Derived artifacts already exist in ProsperPath:
- 1001_output.json with decision factors, trace scores, and factor summaries.
- 1001_recommendations.json with recommendation traces, signal summaries, and action suggestions.
Existing schema coverage is broad enough for a pilot:
- schema/kg_schema.py and schema/README.md show support for Owner, OwnerCompany, Goal, Challenge, Crisis, Decision, Action, FinancialPeriod, CompetitorAction, MarketTrend, RiskEvent, and Recommendation.
Existing query and evidence paths are usable:
- pp_query/service.py exposes search strategies through search(...).
- pp_query/schemas.py defines node_rrf, edge_episode, and combined_rrf.
- decision_feat/graph_signals.py exposes graph-based evidence signals such as mention count, relationship strength, and action connectivity.

Read-only Neo4j inspection for group_id = user_1001 confirmed non-trivial graph coverage.

75 Episodic nodes
682 total Entity nodes
59 Recommendation nodes
16 Action nodes
3 Decision nodes
14 Challenge nodes
327 edges with non-null episodes metadata

Likely usable evaluation units

The cleanest unit for a first experiment is not a fully formalized decision episode, because the graph does not currently store explicit DecisionEpisode nodes.

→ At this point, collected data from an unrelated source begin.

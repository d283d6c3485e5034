//=========================================================================
// Thought Cloud: Library Root
//
// Rotating 3D tag cloud for short timestamped notes.
//
// Responsibilities:
// - Expose the host-independent cloud engine (`core`)
// - Expose the configuration facade (`CloudBuilder` / `Engine`)
// - Keep host integrations (Winit window, browser DOM) private behind
//   their entry points
//
// Typical usage:
// ```no_run
// use thought_cloud::{core::load_notes, CloudBuilder};
//
// fn main() -> Result<(), Box<dyn std::error::Error>> {
//     let notes = load_notes("data.json");
//     CloudBuilder::new().build().run(notes)?;
//     Ok(())
// }
// ```
//
//=========================================================================

//--- Public Modules ------------------------------------------------------
//
// `core` holds geometry, rotation, projection, scheduling, focus and the
// scene lifecycle. It never touches a window or a DOM.
//
pub mod core;
pub mod prelude;

//--- Internal Modules ----------------------------------------------------
//
// `platform` is the native Winit host, `web` the wasm-bindgen host. Only
// one of them exists per target.
//
mod engine;

#[cfg(not(target_arch = "wasm32"))]
mod platform;

#[cfg(target_arch = "wasm32")]
mod web;

//--- Public Exports ------------------------------------------------------

pub use engine::{CloudBuilder, Engine};

#[cfg(not(target_arch = "wasm32"))]
pub use platform::PlatformError;

#[cfg(target_arch = "wasm32")]
pub use web::CloudView;
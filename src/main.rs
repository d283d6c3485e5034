//=========================================================================
// thought-cloud
//
// Native viewer: loads a JSON note list and opens the cloud in a window.
// Tab switches between the cloud and the timeline, Escape closes an
// expanded note.
//
//=========================================================================

#[cfg(not(target_arch = "wasm32"))]
mod cli {
    use std::path::PathBuf;

    use clap::Parser;
    use flexi_logger::Logger;
    use log::info;

    use thought_cloud::{core::load_notes, CloudBuilder};

    #[derive(Parser, Debug)]
    #[command(name = "thought-cloud", version, about)]
    struct Args {
        /// Path to the note list (JSON array of {content, time})
        #[arg(default_value = "data.json")]
        path: PathBuf,

        /// Window width in logical pixels
        #[arg(long, default_value_t = 960)]
        width: u32,

        /// Window height in logical pixels
        #[arg(long, default_value_t = 720)]
        height: u32,

        /// Log specification, overridden by RUST_LOG
        #[arg(long, default_value = "info")]
        log: String,
    }

    pub fn run() -> Result<(), Box<dyn std::error::Error>> {
        let args = Args::parse();

        let _logger = Logger::try_with_env_or_str(&args.log)?.start()?;
        info!(target: "cloud", "Loading notes from {}", args.path.display());

        let notes = load_notes(&args.path);
        if let Ok(notes) = &notes {
            info!(target: "cloud", "Loaded {} notes", notes.len());
        }

        CloudBuilder::new()
            .with_window_size(args.width, args.height)
            .build()
            .run(notes)?;
        Ok(())
    }
}

#[cfg(not(target_arch = "wasm32"))]
fn main() -> Result<(), Box<dyn std::error::Error>> {
    cli::run()
}

#[cfg(target_arch = "wasm32")]
fn main() {}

The most usable unit is a decision situation defined by:

a user query about a concrete SME problem
a small set of retrieved graph nodes and edges
one short-horizon business context where the graph contains at least a challenge, a suggested action, and some outcome or goal trace

Three task types already appear realistic with current assets.

Supplier MOQ pressure under cash-flow constraints
Weekend staffing or rota conflicts under service constraints
Sales decline recovery under attribution uncertainty

These are suitable because they already have:

owner-facing problem statements in chat sessions
graph entities and recommendations linked to those problems
at least partial outcome or goal traces in the graph

Major blockers

The assets are usable, but only for a narrow and explicitly provisional experiment.

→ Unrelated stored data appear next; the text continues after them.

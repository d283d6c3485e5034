//=========================================================================
// Projector
//=========================================================================
//
// Orthographic projection with a depth cue. x/y map straight to screen
// offsets scaled by the projection radius; z only drives scale, opacity,
// stacking order and font size. There is no perspective divide.
//
//=========================================================================

//=== Internal Dependencies ===============================================

use super::geometry::Vec3;

//=== VisualState =========================================================

/// Per-point visual state for one frame. Derived every tick, never stored.
#[derive(Debug, Clone, Copy, PartialEq)]
pub struct VisualState {
    /// Horizontal offset from the scene center, in pixels.
    pub offset_x: f64,
    /// Vertical offset from the scene center, in pixels.
    pub offset_y: f64,
    pub scale: f64,
    pub opacity: f64,
    /// Higher values draw on top.
    pub stack_order: i32,
    pub font_size_em: f64,
}

//=== depth() =============================================================

/// Maps `z` to `[0, 1]`, 1 being nearest to the viewer.
pub fn depth(z: f64) -> f64 {
    ((z + 1.0) / 2.0).clamp(0.0, 1.0)
}

//=== project() ===========================================================

/// Projects one rotated point for a scene of radius `radius`.
pub fn project(p: &Vec3, radius: f64) -> VisualState {
    let d = depth(p.z);
    VisualState {
        offset_x: p.x * radius,
        offset_y: p.y * radius,
        scale: 0.6 + d * 0.5,
        opacity: 0.3 + d * 0.7,
        stack_order: (d * 1000.0).floor() as i32,
        font_size_em: 0.75 + d * 0.3,
    }
}

//=========================================================================
// Unit Tests
//=========================================================================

No explicit DecisionEpisode layer currently exists in the graph.
- The pilot therefore approximates scenario-style context construction through richer relational retrieval and episode-linked context assembly.
Explicit evidence modeling is thin.
- SUPPORTS edges exist, but EVIDENCED_BY is effectively absent in the inspected sample.
Some retrieval noise is already visible.
- combined_rrf is usable, but still surfaces unrelated or weakly related facts.
- edge_episode is more episode-aware, but noisier than combined_rrf in the tested cases.
Outcomes are uneven.
- Some cases include achieved goals or benefit statements.
- Others only contain partial follow-through, not clean before/after business outcomes.
The dataset is synthetic or semi-simulated.
- That does not invalidate a feasibility pilot, but it limits external claims.

Confidence level on experiment feasibility

Medium.

The repository already supports a credible pilot for the narrow paper claim:

scenario-oriented context construction may produce more decision-grade context than fragment retrieval alone on SME-like decision tasks.

Confidence is not high because the graph still mixes clean local context with noisy retrieval artifacts, and because explicit outcome/evidence schema support is incomplete.

Recommendation

Proceed narrowly.

What is feasible now:

a small, inspectable comparison between node_rrf fragment-oriented retrieval and combined_rrf scenario-style context assembly
a rubric-based comparison of context quality on a few SME-like decision tasks

What is not yet feasible as a strong main experiment:

robust claims about business effectiveness
broad claims across SME domains
fully automated scoring of decision quality
a clean test of a true implemented scenario-memory layer

The current assets are strong enough for a first paper-facing pilot, but not strong enough for a definitive empirical validation.